**THE TASK**
Search the entries for the word "that". Copy every line where it turns up.

[Dataset excerpts]
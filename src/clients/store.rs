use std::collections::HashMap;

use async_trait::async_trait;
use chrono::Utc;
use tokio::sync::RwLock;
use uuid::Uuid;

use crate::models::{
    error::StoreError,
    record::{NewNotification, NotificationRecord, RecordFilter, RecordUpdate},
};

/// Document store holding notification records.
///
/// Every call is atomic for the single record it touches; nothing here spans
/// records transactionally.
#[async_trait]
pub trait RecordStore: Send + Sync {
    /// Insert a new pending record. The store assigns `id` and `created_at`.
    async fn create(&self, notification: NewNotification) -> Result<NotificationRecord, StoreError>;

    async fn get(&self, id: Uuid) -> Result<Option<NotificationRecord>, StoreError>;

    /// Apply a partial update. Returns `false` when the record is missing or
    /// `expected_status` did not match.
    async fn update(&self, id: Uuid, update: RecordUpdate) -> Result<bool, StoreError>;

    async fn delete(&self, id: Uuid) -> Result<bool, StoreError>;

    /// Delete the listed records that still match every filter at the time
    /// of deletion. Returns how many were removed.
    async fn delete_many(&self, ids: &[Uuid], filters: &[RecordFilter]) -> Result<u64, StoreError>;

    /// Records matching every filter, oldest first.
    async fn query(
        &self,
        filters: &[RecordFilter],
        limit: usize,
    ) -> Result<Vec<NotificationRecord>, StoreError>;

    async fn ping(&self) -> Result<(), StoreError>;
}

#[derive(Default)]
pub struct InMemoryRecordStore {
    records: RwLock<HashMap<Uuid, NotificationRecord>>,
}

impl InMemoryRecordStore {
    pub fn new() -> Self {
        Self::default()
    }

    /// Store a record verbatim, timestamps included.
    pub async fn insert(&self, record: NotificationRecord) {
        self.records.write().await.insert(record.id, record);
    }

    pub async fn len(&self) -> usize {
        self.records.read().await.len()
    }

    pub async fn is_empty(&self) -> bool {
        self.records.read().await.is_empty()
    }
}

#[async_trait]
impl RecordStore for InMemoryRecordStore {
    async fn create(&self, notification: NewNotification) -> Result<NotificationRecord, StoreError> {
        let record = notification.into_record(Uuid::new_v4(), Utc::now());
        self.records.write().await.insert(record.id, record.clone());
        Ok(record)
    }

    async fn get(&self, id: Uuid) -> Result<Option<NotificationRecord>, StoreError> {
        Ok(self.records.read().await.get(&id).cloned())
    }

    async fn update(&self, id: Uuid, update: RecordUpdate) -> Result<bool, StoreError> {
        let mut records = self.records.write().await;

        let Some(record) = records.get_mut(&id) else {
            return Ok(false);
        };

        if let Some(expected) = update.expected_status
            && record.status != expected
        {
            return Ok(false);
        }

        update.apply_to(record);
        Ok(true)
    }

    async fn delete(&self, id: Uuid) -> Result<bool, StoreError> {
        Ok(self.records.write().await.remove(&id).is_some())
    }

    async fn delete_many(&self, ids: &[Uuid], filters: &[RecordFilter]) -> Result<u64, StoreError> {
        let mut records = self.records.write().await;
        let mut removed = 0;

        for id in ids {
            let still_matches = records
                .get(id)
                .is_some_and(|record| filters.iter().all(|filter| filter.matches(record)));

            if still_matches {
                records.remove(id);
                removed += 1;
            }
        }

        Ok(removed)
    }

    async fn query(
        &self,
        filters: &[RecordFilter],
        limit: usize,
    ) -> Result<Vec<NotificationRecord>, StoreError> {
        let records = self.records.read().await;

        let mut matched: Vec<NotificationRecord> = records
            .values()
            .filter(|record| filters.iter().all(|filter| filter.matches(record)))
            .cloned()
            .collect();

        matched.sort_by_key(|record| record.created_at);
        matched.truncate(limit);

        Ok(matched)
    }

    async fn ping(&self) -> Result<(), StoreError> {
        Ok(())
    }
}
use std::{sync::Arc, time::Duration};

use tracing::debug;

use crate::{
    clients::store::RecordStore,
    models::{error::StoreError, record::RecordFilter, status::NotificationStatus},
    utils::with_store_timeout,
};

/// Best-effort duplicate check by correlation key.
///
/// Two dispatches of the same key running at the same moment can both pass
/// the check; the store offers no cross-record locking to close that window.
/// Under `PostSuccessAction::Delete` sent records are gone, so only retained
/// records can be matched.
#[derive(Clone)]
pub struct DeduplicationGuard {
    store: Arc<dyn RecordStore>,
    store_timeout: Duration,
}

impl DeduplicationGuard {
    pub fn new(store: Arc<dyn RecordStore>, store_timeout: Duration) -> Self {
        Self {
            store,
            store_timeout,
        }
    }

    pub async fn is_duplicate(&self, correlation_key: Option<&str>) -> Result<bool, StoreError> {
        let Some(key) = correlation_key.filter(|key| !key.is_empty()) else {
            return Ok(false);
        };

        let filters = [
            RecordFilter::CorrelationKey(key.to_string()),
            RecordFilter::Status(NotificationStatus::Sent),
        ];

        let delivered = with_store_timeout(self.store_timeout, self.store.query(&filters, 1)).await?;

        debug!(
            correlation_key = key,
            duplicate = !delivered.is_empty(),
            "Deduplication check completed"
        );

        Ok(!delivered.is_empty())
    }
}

**ANSWER SPACE**
    /// Delete the listed records that still match every filter at the time
/// the check; the store offers no cross-record locking to close that window.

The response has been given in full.